**Work order**
Only lines containing the word "struct" are needed; pull them out of the material.

**Exercise data**

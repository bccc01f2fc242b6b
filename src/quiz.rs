//! Quiz session state machine.
//!
//! Pure and synchronous: `QuizSession::handle` takes an event and returns the
//! messages to show plus the effects the caller must run (start a batch
//! generation, arm/cancel the refill wait). The WebSocket driver owns the
//! timers and network calls; nothing in here sleeps or does I/O.
//!
//!   idle ──start──▶ awaiting-setup ──batch──▶ active ──last answer──▶ exhausted
//!    ▲                   │ fail                  ▲                        │
//!    └───────────────────┘                       └──────── batch ─────────┘
//!
//! `Reset` returns to idle from anywhere.

use serde::{Deserialize, Serialize};
use tracing::{debug, info, warn};

#[derive(Clone, Debug, PartialEq, Eq, Serialize, Deserialize)]
pub struct QuizQuestion {
  pub question: String,
  #[serde(default)]
  pub options: Vec<String>,
  pub answer: String,
  #[serde(default, skip_serializing_if = "Option::is_none")]
  pub explanation: Option<String>,
}

/// Batch generation parameters; reused for every refill of a session.
#[derive(Clone, Debug, PartialEq, Eq, Serialize, Deserialize)]
pub struct QuizSetup {
  pub file_name: String,
  pub difficulty: String,
  pub num_questions: u32,
  pub question_type: String,
}

#[derive(Clone, Copy, Debug, PartialEq, Eq, Serialize)]
#[serde(rename_all = "snake_case")]
pub enum Mode {
  Idle,
  AwaitingSetup,
  Active,
  Exhausted,
}

#[derive(Clone, Debug)]
pub enum QuizEvent {
  StartRequested(QuizSetup),
  /// `epoch` identifies the session generation the batch was requested for;
  /// batches from before a reset are dropped.
  BatchLoaded { epoch: u64, questions: Vec<QuizQuestion> },
  BatchFailed { epoch: u64, reason: String },
  AnswerSubmitted(String),
  RefillTimedOut,
  Retry,
  Reset,
}

#[derive(Clone, Debug, PartialEq)]
pub enum Output {
  Question { index: usize, question: String, options: Vec<String> },
  Feedback { correct: bool, answer: String, explanation: Option<String> },
  Preparing,
  Stalled,
  Failure(String),
  ResetDone,
}

#[derive(Clone, Debug, PartialEq)]
pub enum Effect {
  Generate { epoch: u64, setup: QuizSetup },
  ArmRefillWait,
  CancelRefillWait,
}

#[derive(Debug, Default, PartialEq)]
pub struct Step {
  pub outputs: Vec<Output>,
  pub effects: Vec<Effect>,
}

impl Step {
  fn output(mut self, o: Output) -> Self {
    self.outputs.push(o);
    self
  }
  fn effect(mut self, e: Effect) -> Self {
    self.effects.push(e);
    self
  }
}

/// Loose on purpose: the trimmed canonical answer only has to appear inside
/// the submission, so "정답은 3번입니다" is accepted for answer "3".
/// Short numeric answers therefore also match unrelated digits.
pub fn is_correct(submission: &str, answer: &str) -> bool {
  let answer = answer.trim();
  submission.contains(answer) || submission == answer
}

/// Drop questions that cannot be presented or judged. True/false questions
/// come without options; they get the two fixed choices.
pub fn sanitize_batch(batch: Vec<QuizQuestion>) -> Vec<QuizQuestion> {
  batch
    .into_iter()
    .filter_map(|mut q| {
      if q.question.trim().is_empty() || q.answer.trim().is_empty() {
        return None;
      }
      if q.options.is_empty() {
        match q.answer.trim() {
          "참" | "거짓" => q.options = vec!["참".into(), "거짓".into()],
          _ => return None,
        }
      }
      Some(q)
    })
    .collect()
}

#[derive(Debug)]
pub struct QuizSession {
  questions: Vec<QuizQuestion>,
  current: usize,
  mode: Mode,
  setup: Option<QuizSetup>,
  /// Single in-flight flag for both the first batch and refills.
  generating: bool,
  /// Exhausted and the refill wait ran out; only `Retry` resumes.
  stalled: bool,
  epoch: u64,
  lookahead: usize,
}

impl QuizSession {
  pub fn new(lookahead: usize) -> Self {
    Self {
      questions: Vec::new(),
      current: 0,
      mode: Mode::Idle,
      setup: None,
      generating: false,
      stalled: false,
      epoch: 0,
      lookahead,
    }
  }

  pub fn mode(&self) -> Mode {
    self.mode
  }
  #[cfg(test)]
  pub fn current_index(&self) -> usize {
    self.current
  }
  #[cfg(test)]
  pub fn questions(&self) -> &[QuizQuestion] {
    &self.questions
  }
  #[cfg(test)]
  pub fn is_generating(&self) -> bool {
    self.generating
  }
  #[cfg(test)]
  pub fn is_stalled(&self) -> bool {
    self.stalled
  }
  #[cfg(test)]
  pub fn epoch(&self) -> u64 {
    self.epoch
  }

  pub fn handle(&mut self, event: QuizEvent) -> Step {
    match event {
      QuizEvent::StartRequested(setup) => self.on_start(setup),
      QuizEvent::BatchLoaded { epoch, questions } => {
        if epoch != self.epoch {
          debug!(target: "quiz", epoch, current = self.epoch, "Dropping batch from a previous session");
          return Step::default();
        }
        self.on_batch(questions)
      }
      QuizEvent::BatchFailed { epoch, reason } => {
        if epoch != self.epoch {
          return Step::default();
        }
        self.on_failure(reason)
      }
      QuizEvent::AnswerSubmitted(text) => self.on_answer(&text),
      QuizEvent::RefillTimedOut => self.on_timeout(),
      QuizEvent::Retry => self.on_retry(),
      QuizEvent::Reset => self.reset().output(Output::ResetDone),
    }
  }

  fn reset(&mut self) -> Step {
    self.questions.clear();
    self.current = 0;
    self.mode = Mode::Idle;
    self.setup = None;
    self.generating = false;
    self.stalled = false;
    self.epoch += 1;
    Step::default().effect(Effect::CancelRefillWait)
  }

  fn generate(&mut self) -> Option<Effect> {
    if self.generating {
      return None;
    }
    let setup = self.setup.clone()?;
    self.generating = true;
    Some(Effect::Generate { epoch: self.epoch, setup })
  }

  fn on_start(&mut self, setup: QuizSetup) -> Step {
    if self.generating && self.mode == Mode::AwaitingSetup {
      debug!(target: "quiz", "Start ignored: generation already in flight");
      return Step::default();
    }
    let mut step = if self.mode == Mode::Idle { Step::default() } else { self.reset() };
    info!(target: "quiz", file = %setup.file_name, difficulty = %setup.difficulty, n = setup.num_questions, "Quiz requested");
    self.setup = Some(setup);
    self.mode = Mode::AwaitingSetup;
    if let Some(e) = self.generate() {
      step = step.effect(e);
    }
    step
  }

  fn on_batch(&mut self, batch: Vec<QuizQuestion>) -> Step {
    self.generating = false;
    let batch = sanitize_batch(batch);
    if batch.is_empty() {
      return self.on_failure("생성된 문제가 없습니다.".into());
    }
    info!(target: "quiz", added = batch.len(), loaded = self.questions.len(), mode = ?self.mode, "Batch loaded");
    self.questions.extend(batch);

    match self.mode {
      Mode::AwaitingSetup => {
        self.current = 0;
        self.mode = Mode::Active;
        Step::default().output(self.present())
      }
      Mode::Exhausted if !self.stalled => {
        self.mode = Mode::Active;
        Step::default()
          .effect(Effect::CancelRefillWait)
          .output(self.present())
      }
      // Active (prefetch landed early) or stalled: keep for later.
      _ => Step::default(),
    }
  }

  fn on_failure(&mut self, reason: String) -> Step {
    self.generating = false;
    warn!(target: "quiz", %reason, mode = ?self.mode, "Quiz generation failed");
    match self.mode {
      Mode::AwaitingSetup => {
        self.questions.clear();
        self.current = 0;
        self.setup = None;
        self.mode = Mode::Idle;
        Step::default().output(Output::Failure(format!("퀴즈 생성에 실패했습니다: {reason}")))
      }
      Mode::Exhausted if !self.stalled => {
        self.stalled = true;
        Step::default()
          .effect(Effect::CancelRefillWait)
          .output(Output::Failure(format!("다음 문제를 생성하지 못했습니다: {reason}")))
          .output(Output::Stalled)
      }
      // A failed prefetch is retried by the next answer.
      _ => Step::default(),
    }
  }

  fn on_answer(&mut self, text: &str) -> Step {
    match self.mode {
      Mode::Active => {}
      Mode::Exhausted if self.stalled => return Step::default().output(Output::Stalled),
      Mode::Exhausted => return Step::default().output(Output::Preparing),
      Mode::Idle | Mode::AwaitingSetup => {
        return Step::default().output(Output::Failure("진행 중인 퀴즈가 없습니다.".into()))
      }
    }

    let answered = self.current;
    let q = &self.questions[answered];
    let correct = is_correct(text.trim(), &q.answer);
    debug!(target: "quiz", index = answered, correct, "Answer judged");
    let mut step = Step::default().output(Output::Feedback {
      correct,
      answer: q.answer.clone(),
      explanation: q.explanation.clone().filter(|e| !e.trim().is_empty()),
    });
    self.current += 1;

    if answered + self.lookahead >= self.questions.len() {
      if let Some(e) = self.generate() {
        info!(target: "quiz", answered, loaded = self.questions.len(), "Prefetching next batch");
        step = step.effect(e);
      }
    }

    if self.current < self.questions.len() {
      return step.output(self.present());
    }

    self.mode = Mode::Exhausted;
    if let Some(e) = self.generate() {
      step = step.effect(e);
    }
    step.output(Output::Preparing).effect(Effect::ArmRefillWait)
  }

  fn on_timeout(&mut self) -> Step {
    if self.mode != Mode::Exhausted || self.stalled {
      return Step::default();
    }
    warn!(target: "quiz", loaded = self.questions.len(), "Refill did not arrive in time");
    self.stalled = true;
    Step::default().output(Output::Stalled)
  }

  fn on_retry(&mut self) -> Step {
    match self.mode {
      Mode::Exhausted => {
        self.stalled = false;
        if self.current < self.questions.len() {
          self.mode = Mode::Active;
          return Step::default().output(self.present());
        }
        let mut step = Step::default();
        if let Some(e) = self.generate() {
          step = step.effect(e);
        }
        step.output(Output::Preparing).effect(Effect::ArmRefillWait)
      }
      Mode::Active => Step::default().output(self.present()),
      Mode::AwaitingSetup => Step::default().output(Output::Preparing),
      Mode::Idle => Step::default().output(Output::Failure("먼저 퀴즈를 시작해주세요.".into())),
    }
  }

  fn present(&self) -> Output {
    let q = &self.questions[self.current];
    Output::Question {
      index: self.current,
      question: q.question.clone(),
      options: q.options.clone(),
    }
  }
}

**Completed task**
pub struct QuizQuestion {
pub struct QuizSetup {
pub struct Step {
pub struct QuizSession {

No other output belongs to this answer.